#### SUPPLIED DATA:
——————

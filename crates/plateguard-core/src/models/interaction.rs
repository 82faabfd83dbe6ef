use std::fmt;
use std::str::FromStr;

use serde::{Deserialize, Serialize};

use super::identity::{Plate, Timestamp, UserId};

/// Kind of peer-to-peer interaction recorded in the ledger.
#[derive(Debug, Clone, Copy, PartialEq, Eq, Hash, Serialize, Deserialize)]
#[serde(rename_all = "snake_case")]
pub enum InteractionKind {
    Message,
    Evaluation,
    Solidary,
    Report,
}

impl InteractionKind {
    pub const ALL: [InteractionKind; 4] = [
        InteractionKind::Message,
        InteractionKind::Evaluation,
        InteractionKind::Solidary,
        InteractionKind::Report,
    ];

    /// Stable name used for persistence.
    pub fn as_str(self) -> &'static str {
        match self {
            Self::Message => "message",
            Self::Evaluation => "evaluation",
            Self::Solidary => "solidary",
            Self::Report => "report",
        }
    }
}

impl fmt::Display for InteractionKind {
    fn fmt(&self, f: &mut fmt::Formatter<'_>) -> fmt::Result {
        f.write_str(self.as_str())
    }
}

impl FromStr for InteractionKind {
    type Err = String;

    fn from_str(s: &str) -> Result<Self, Self::Err> {
        match s {
            "message" => Ok(Self::Message),
            "evaluation" => Ok(Self::Evaluation),
            "solidary" => Ok(Self::Solidary),
            "report" => Ok(Self::Report),
            other => Err(format!("unknown interaction kind '{other}'")),
        }
    }
}

/// One ledger entry. Immutable once written.
#[derive(Debug, Clone, PartialEq, Eq, Serialize, Deserialize)]
pub struct InteractionRecord {
    pub id: String,
    pub plate: Plate,
    pub user_id: UserId,
    pub kind: InteractionKind,
    pub timestamp: Timestamp,
}

impl InteractionRecord {
    /// Build a record with a fresh id.
    pub fn new(plate: Plate, user_id: UserId, kind: InteractionKind, timestamp: Timestamp) -> Self {
        Self {
            id: uuid::Uuid::new_v4().to_string(),
            plate,
            user_id,
            kind,
            timestamp,
        }
    }
}

/// Declarative ledger query. `None` fields match everything.
#[derive(Debug, Clone, Default, PartialEq, Eq)]
pub struct LedgerFilter {
    pub plate: Option<Plate>,
    pub user_id: Option<UserId>,
    pub kind: Option<InteractionKind>,
    /// Only records with `timestamp > since`.
    pub since: Option<Timestamp>,
}

impl LedgerFilter {
    /// All records for one `(plate, user)` pair.
    pub fn pair(plate: &Plate, user_id: &UserId) -> Self {
        Self {
            plate: Some(plate.clone()),
            user_id: Some(user_id.clone()),
            ..Default::default()
        }
    }

    /// All records written by one user.
    pub fn user(user_id: &UserId) -> Self {
        Self {
            user_id: Some(user_id.clone()),
            ..Default::default()
        }
    }

    pub fn with_kind(mut self, kind: InteractionKind) -> Self {
        self.kind = Some(kind);
        self
    }

    pub fn with_since(mut self, since: Timestamp) -> Self {
        self.since = Some(since);
        self
    }

    /// Whether `record` satisfies every set field.
    pub fn matches(&self, record: &InteractionRecord) -> bool {
        self.plate.as_ref().map_or(true, |p| *p == record.plate)
            && self.user_id.as_ref().map_or(true, |u| *u == record.user_id)
            && self.kind.map_or(true, |k| k == record.kind)
            && self.since.map_or(true, |s| record.timestamp > s)
    }
}
// packages/telemetry-replay-engine/src/recording/mod.rs
//! Session recording and storage
//!
//! - **Recorder**: Buffers live messages and rotates them into chunk files
//! - **Compressor**: zstd chunk compression
//! - **Storage**: Session directory layout, metadata and durable writes
//! - **Loader**: Rebuilds the ordered message sequence of a session
//! - **Exporter**: Export to JSON Lines or JSON
//!
//! # Architecture
//!
//! ```text
//! live source → record() → buffer (chunk_rotation_size messages)
//!                              ↓ size-triggered rotation
//!                          serialize {"messages": [...]}
//!                              ↓
//!                          compress (zstd)
//!                              ↓
//!                          write tmp → fsync → rename
//!                              ↓
//!                 <root>/<session_id>/<session_id>_chunk_NNNN.json.zst
//! ```

pub mod compressor;
pub mod exporter;
pub mod loader;
pub mod recorder;
pub mod storage;

pub use compressor::{CompressionLevel, Compressor};
pub use exporter::{ExportFormat, Exporter};
pub use loader::{LoadedSession, SessionLoader};
pub use recorder::{Recorder, RecorderConfig, RecorderState, RecorderStats};
pub use storage::{SessionMetadata, SessionStore};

——————

#### YOUR OBJECTIVE:
Retype the listing above, word for word, from its first line to the line containing "pub enum InteractionKind", both ends included.

#### ANSWER BOX:
filename crates/plateguard-core/src/models/interaction.rs
repository 82faabfd83dbe6ef
use std::fmt;
use std::str::FromStr;

use serde::{Deserialize, Serialize};

use super::identity::{Plate, Timestamp, UserId};

/// Kind of peer-to-peer interaction recorded in the ledger.
#[derive(Debug, Clone, Copy, PartialEq, Eq, Hash, Serialize, Deserialize)]
#[serde(rename_all = "snake_case")]
pub enum InteractionKind {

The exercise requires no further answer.